A number of variables will differ between the verbal arts practiced in the videoconference, as opposed to those that will have been witnessed in the course of the year of village fieldwork.  It will be relevant to evaluate the effect of the video-mediated presence of Tamil-American people in Philadelphia on my informants in Tamil Nadu.  The participants’ choices of which stories to tell in the videoconference, and how they will be told, will be noted and analyzed.  The comparing and contrasting of the in-the-flesh and the video-mediated verbal arts events will I believe lead to numerous interesting and valuable conclusions.  The project will involve the question of how aspects of a traditional culture are modified not only when they 
are presented via new technology, but also when they are presented in new social situations (Singer 1972).  This will be an instance of culture from the (so-called) Little Tradition being brought into contact with practitioners of the Great Tradition (Marriott 1955).

The videoconference component of the project will follow in the tradition of  Through Navaho Eyes (Worth and Adair 1972), a landmark in the study of indigenous media (Katz 1977).  That project created a research experiment designed to show how certain Navaho people might express their culture through the medium of cinema. 

The present research project relates to my career goals in a number of ways.  First of all, the village fieldwork will yield a great deal of significant information about numerous types of storytelling, and this will help me in my effort to develop the New York City and International Storytelling Institute, of which I am a co-founder.  This spring at N.Y.U.’s School of Continuing and Professional Studies, I taught a combined analytic and studio course entitled, Storytelling: from Personal Experience Narratives to Myths.  This was an introductory course to the interdisciplinary field of Storytelling Studies, which I hope to help formally establish.  Secondly, the village fieldwork will help me begin to develop a general method of teaching language that utilizes verbal play and games (Maley and Duff 1982).

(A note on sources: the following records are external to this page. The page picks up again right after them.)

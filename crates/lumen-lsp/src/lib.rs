//! Minimal Language Server Protocol endpoint.
//!
//! Messages arrive as `Content-Length` framed JSON-RPC 2.0 bodies. The
//! [`FrameCodec`] splits the byte stream into bodies, the [`message`] module
//! decodes them into typed envelopes, and the [`Dispatcher`] routes each one
//! through the [`Session`] lifecycle. [`serve`] wires the pieces to a reader
//! and a writer so the binary only has to hand over stdin and stdout.
//!
//! The endpoint advertises hover support only. Hover results are synthesised
//! from the request position; no document state is kept.

pub mod dispatch;
mod framing;
pub mod message;
mod server;
mod session;

pub use dispatch::{Dispatch, Dispatcher};
pub use framing::{FrameCodec, FramingError, frame};
pub use server::{Connection, FrameWriter, ServeError, ServeOptions, Termination, serve};
pub use session::{Phase, Session};

#[cfg(test)]
mod tests;
//! Test world driving a [`Connection`] one message at a time.

use lumen_config::{MalformedPolicy, UnknownMethodPolicy};
use serde_json::{Value, json};

use crate::framing::{FrameCodec, frame};
use crate::message::ResponseMessage;
use crate::server::{Connection, ServeError, ServeOptions, Termination};

/// Connection under test plus everything it has produced so far.
pub struct TestWorld {
    connection: Connection<Vec<u8>>,
    consumed: usize,
    /// Responses written while handling the most recent message.
    pub responses: Vec<ResponseMessage>,
    /// Result of the most recent `receive` call.
    pub outcome: Option<Result<Option<Termination>, ServeError>>,
}

impl Default for TestWorld {
    fn default() -> Self {
        Self::with_options(ServeOptions::default())
    }
}

impl TestWorld {
    /// Opens a connection with the supplied policies.
    pub fn with_options(options: ServeOptions) -> Self {
        Self {
            connection: Connection::new(Vec::new(), options),
            consumed: 0,
            responses: Vec::new(),
            outcome: None,
        }
    }

    /// Opens a connection answering unknown methods with an error.
    pub fn rejecting_unknown_methods() -> Self {
        Self::with_options(ServeOptions {
            unknown_methods: UnknownMethodPolicy::Reject,
            ..ServeOptions::default()
        })
    }

    /// Opens a connection answering malformed requests with an error.
    pub fn rejecting_malformed_messages() -> Self {
        Self::with_options(ServeOptions {
            malformed_messages: MalformedPolicy::Reject,
            ..ServeOptions::default()
        })
    }

    /// Borrows the connection.
    pub fn connection(&self) -> &Connection<Vec<u8>> {
        &self.connection
    }

    /// Frames and delivers a JSON message.
    pub fn send(&mut self, message: &Value) {
        self.send_body(message.to_string().as_bytes());
    }

    /// Frames and delivers a raw body.
    pub fn send_body(&mut self, body: &[u8]) {
        self.outcome = Some(self.connection.receive(&frame(body)));
        self.collect_responses();
    }

    /// The single response written for the most recent message.
    pub fn only_response(&self) -> &ResponseMessage {
        assert_eq!(self.responses.len(), 1, "expected exactly one response");
        self.responses.first().expect("response missing")
    }

    fn collect_responses(&mut self) {
        let output = self.connection.output();
        let fresh = output.get(self.consumed..).expect("output shrank");
        let mut codec = FrameCodec::new();
        self.responses = codec
            .feed(fresh)
            .expect("output is not well framed")
            .iter()
            .map(|body| ResponseMessage::decode(body).expect("output body is not a response"))
            .collect();
        self.consumed = output.len();
    }
}

/// An `initialize` request with id 1.
pub fn initialize_request() -> Value {
    json!({
        "jsonrpc": "2.0",
        "id": 1,
        "method": "initialize",
        "params": {"processId": null, "clientInfo": {"name": "behaviour-client"}, "capabilities": {}}
    })
}

/// A hover request with id 2 at the given position.
pub fn hover_request(line: u32, character: u32) -> Value {
    json!({
        "jsonrpc": "2.0",
        "id": 2,
        "method": "textDocument/hover",
        "params": {
            "textDocument": {"uri": "file:///workspace/notes.md"},
            "position": {"line": line, "character": character}
        }
    })
}

/// A `shutdown` request with id 3.
pub fn shutdown_request() -> Value {
    json!({"jsonrpc": "2.0", "id": 3, "method": "shutdown"})
}

/// A notification with the given method and no parameters.
pub fn notification(method: &str) -> Value {
    json!({"jsonrpc": "2.0", "method": method})
}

In regard to videoconferencing: I am, of course, interested in what happens when various types of storytelling are attempted via this medium.  I am also developing ethnographic videoconferencing, the use of videoconferencing to collect data from the field.  For videoconferencing to legitimately earn the adjective, ethnographic, two conditions that should prevail are 1) the event should be held in the subjects’ language, and 2) the event should follow extended in-the-flesh fieldwork.

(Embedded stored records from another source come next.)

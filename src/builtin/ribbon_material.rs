//! Shading parameters of a ribbon.
//!
//! The material only carries values: compiling and running the ribbon shader is the host
//! renderer's business. [`RibbonUniforms`] is the layout the shader expects.

use crate::color::{Color, ColorExt, WHITE};
use crate::picking::PickingConfig;
use bytemuck::{Pod, Zeroable};
use glamx::Vec2;

/// Uniforms of the ribbon shader.
#[repr(C)]
#[derive(Copy, Clone, Debug, PartialEq, Pod, Zeroable)]
pub struct RibbonUniforms {
    /// RGB color, with the opacity folded into alpha.
    pub color: [f32; 4],
    /// Viewport size in pixels.
    pub resolution: [f32; 2],
    /// Texture repetition along u and v.
    pub repeat: [f32; 2],
    /// Base line width.
    pub line_width: f32,
    /// `1.0` if the width shrinks with distance, `0.0` for a constant screen-space width.
    pub size_attenuation: f32,
    /// `1.0` if dashes are enabled.
    pub use_dash: f32,
    /// Length of a dash period, in counter units.
    pub dash_array: f32,
    /// Offset of the dash pattern, in counter units.
    pub dash_offset: f32,
    /// Fraction of a dash period left blank.
    pub dash_ratio: f32,
    /// Counter value past which the ribbon is hidden.
    pub visibility: f32,
    /// Fragments with a lower alpha are discarded.
    pub alpha_test: f32,
    /// `1.0` if a color texture is bound.
    pub use_map: f32,
    /// `1.0` if an alpha texture is bound.
    pub use_alpha_map: f32,
    _padding: [f32; 2],
}

/// Shading parameters of a ribbon.
#[derive(Copy, Clone, Debug, PartialEq)]
#[cfg_attr(feature = "serde", derive(serde::Serialize, serde::Deserialize))]
pub struct RibbonMaterial {
    /// Base line width, multiplied by the per-vertex width.
    pub line_width: f32,
    /// The ribbon color.
    pub color: Color,
    /// Opacity in [0, 1].
    pub opacity: f32,
    /// Viewport size in pixels, needed to convert widths to screen space.
    pub resolution: Vec2,
    /// Whether the width shrinks with the distance to the camera.
    pub size_attenuation: bool,
    /// Length of a dash period. `0` disables dashes.
    pub dash_array: f32,
    /// Offset of the dash pattern.
    pub dash_offset: f32,
    /// Fraction of a dash period left blank.
    pub dash_ratio: f32,
    /// Whether dashes are drawn.
    pub use_dash: bool,
    /// Counter value past which the ribbon is hidden, for progressive reveal.
    pub visibility: f32,
    /// Fragments with a lower alpha are discarded.
    pub alpha_test: f32,
    /// Texture repetition along u and v.
    pub repeat: Vec2,
    /// Whether the host binds a color texture.
    pub use_map: bool,
    /// Whether the host binds an alpha texture.
    pub use_alpha_map: bool,
}

impl Default for RibbonMaterial {
    fn default() -> Self {
        Self {
            line_width: 1.0,
            color: WHITE,
            opacity: 1.0,
            resolution: Vec2::ONE,
            size_attenuation: true,
            dash_array: 0.0,
            dash_offset: 0.0,
            dash_ratio: 0.5,
            use_dash: false,
            visibility: 1.0,
            alpha_test: 0.0,
            repeat: Vec2::ONE,
            use_map: false,
            use_alpha_map: false,
        }
    }
}

impl RibbonMaterial {
    /// Creates a material with the given color and line width.
    pub fn new(color: Color, line_width: f32) -> Self {
        Self {
            color,
            line_width,
            ..Default::default()
        }
    }

    /// Sets the line width.
    pub fn with_line_width(mut self, line_width: f32) -> Self {
        self.line_width = line_width;
        self
    }

    /// Sets the color.
    pub fn with_color(mut self, color: Color) -> Self {
        self.color = color;
        self
    }

    /// Sets the opacity.
    pub fn with_opacity(mut self, opacity: f32) -> Self {
        self.opacity = opacity;
        self
    }

    /// Sets the viewport resolution.
    pub fn with_resolution(mut self, resolution: Vec2) -> Self {
        self.resolution = resolution;
        self
    }

    /// Enables or disables size attenuation.
    pub fn with_size_attenuation(mut self, size_attenuation: bool) -> Self {
        self.size_attenuation = size_attenuation;
        self
    }

    /// Sets the dash period, enabling dashes if it is non-zero.
    pub fn with_dash_array(mut self, dash_array: f32) -> Self {
        self.set_dash_array(dash_array);
        self
    }

    /// Sets the dash offset.
    pub fn with_dash_offset(mut self, dash_offset: f32) -> Self {
        self.dash_offset = dash_offset;
        self
    }

    /// Sets the dash ratio.
    pub fn with_dash_ratio(mut self, dash_ratio: f32) -> Self {
        self.dash_ratio = dash_ratio;
        self
    }

    /// Sets the visibility threshold.
    pub fn with_visibility(mut self, visibility: f32) -> Self {
        self.visibility = visibility;
        self
    }

    /// Sets the alpha test threshold.
    pub fn with_alpha_test(mut self, alpha_test: f32) -> Self {
        self.alpha_test = alpha_test;
        self
    }

    /// Sets the texture repetition.
    pub fn with_repeat(mut self, repeat: Vec2) -> Self {
        self.repeat = repeat;
        self
    }

    /// Sets the dash period. Dashes are enabled iff `dash_array != 0`.
    pub fn set_dash_array(&mut self, dash_array: f32) {
        self.dash_array = dash_array;
        self.use_dash = dash_array != 0.0;
    }

    /// The uniform block matching this material.
    pub fn uniforms(&self) -> RibbonUniforms {
        let mut color = self.color.to_array();
        color[3] *= self.opacity;

        let flag = |b: bool| if b { 1.0 } else { 0.0 };

        RibbonUniforms {
            color,
            resolution: self.resolution.into(),
            repeat: self.repeat.into(),
            line_width: self.line_width,
            size_attenuation: flag(self.size_attenuation),
            use_dash: flag(self.use_dash),
            dash_array: self.dash_array,
            dash_offset: self.dash_offset,
            dash_ratio: self.dash_ratio,
            visibility: self.visibility,
            alpha_test: self.alpha_test,
            use_map: flag(self.use_map),
            use_alpha_map: flag(self.use_alpha_map),
            _padding: [0.0; 2],
        }
    }

    /// A picking configuration whose width scalar mirrors this material's line width.
    pub fn picking_config(&self) -> PickingConfig {
        PickingConfig::default().with_line_width_scalar(self.line_width)
    }
}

I hope to throughout my career continue to act as a facilitator of videoconferences initiated both by myself and others, for ethnographic, educational, business, artistic, civic, and other purposes -- especially for the teaching of languages, and for the teaching and performing of verbal arts.  Today many of the world’s languages, not to mention the verbal arts 
performed in those languages, are dying out: this project represents an attempt to stem and reverse this trend.   I would be delighted if a result of the project were that video-mediated distance-teaching of language and verbal arts might become a common practice (in addition to in-the-flesh teaching).  In addition, the videoconference component of the project will contribute to the body of thought concerning the aesthetic, psychological, and social mechanics of videoconferencing, and concerning videoconferencing’s many potential applications, including computer-supported cooperative work (Finn, Sellen, and Wilbur 1997; Storck and Sproull 1995).

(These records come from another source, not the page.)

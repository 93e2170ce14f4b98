use glamx::{Pose3, Vec3};

/// An axis-aligned bounding box.
#[derive(Copy, Clone, Debug, PartialEq)]
#[cfg_attr(feature = "serde", derive(serde::Serialize, serde::Deserialize))]
pub struct Aabb {
    /// The corner with the smallest coordinates.
    pub mins: Vec3,
    /// The corner with the largest coordinates.
    pub maxs: Vec3,
}

impl Aabb {
    /// Creates a new box from its two extreme corners.
    #[inline]
    pub fn new(mins: Vec3, maxs: Vec3) -> Aabb {
        Aabb { mins, maxs }
    }

    /// The smallest box containing all the given points, or `None` if there are no points.
    pub fn from_points(points: &[Vec3]) -> Option<Aabb> {
        let (first, rest) = points.split_first()?;
        let mut aabb = Aabb::new(*first, *first);

        for p in rest {
            aabb.mins = aabb.mins.min(*p);
            aabb.maxs = aabb.maxs.max(*p);
        }

        Some(aabb)
    }

    /// The center of this box.
    #[inline]
    pub fn center(&self) -> Vec3 {
        (self.mins + self.maxs) * 0.5
    }

    /// Half the size of this box along each axis.
    #[inline]
    pub fn half_extents(&self) -> Vec3 {
        (self.maxs - self.mins) * 0.5
    }

    /// Does this box contain `point`, boundary included?
    #[inline]
    pub fn contains_point(&self, point: Vec3) -> bool {
        point.cmpge(self.mins).all() && point.cmple(self.maxs).all()
    }
}

/// A bounding sphere.
#[derive(Copy, Clone, Debug, PartialEq)]
#[cfg_attr(feature = "serde", derive(serde::Serialize, serde::Deserialize))]
pub struct BoundingSphere {
    /// The sphere center.
    pub center: Vec3,
    /// The sphere radius.
    pub radius: f32,
}

impl BoundingSphere {
    /// Creates a new sphere.
    #[inline]
    pub fn new(center: Vec3, radius: f32) -> BoundingSphere {
        BoundingSphere { center, radius }
    }

    /// A sphere enclosing all the given points, or `None` if there are no points.
    ///
    /// The center is the center of the points' bounding box, and the radius the distance
    /// from that center to the farthest point.
    pub fn from_points(points: &[Vec3]) -> Option<BoundingSphere> {
        let center = Aabb::from_points(points)?.center();
        let max_dist_sq = points
            .iter()
            .map(|p| p.distance_squared(center))
            .fold(0.0f32, f32::max);

        Some(BoundingSphere::new(center, max_dist_sq.sqrt()))
    }

    /// Does this sphere contain `point`, boundary included?
    #[inline]
    pub fn contains_point(&self, point: Vec3) -> bool {
        point.distance_squared(self.center) <= self.radius * self.radius
    }

    /// Applies a rigid transformation to this sphere.
    #[inline]
    pub fn transformed(&self, pose: &Pose3) -> BoundingSphere {
        BoundingSphere::new(*pose * self.center, self.radius)
    }
}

In summary: four fields of scholarship to which the project is relevant are: 1) children’s play; 2) language learning and teaching; 3) verbal arts; and 4) audio- and video-mediated distance-education and -performance.

The projected project schedule is:

2002 September
Arrive in India; confer with scholars and officials to locate appropriate     rural village for fieldwork; and conduct library research. 

2003 March
Settle into rural village.

2004 May 
Complete fieldwork in village; facilitate videoconference (possibly in     Chennai).

2004 August
Depart from India.

2005 March
Submit dissertation (in Philadelphia).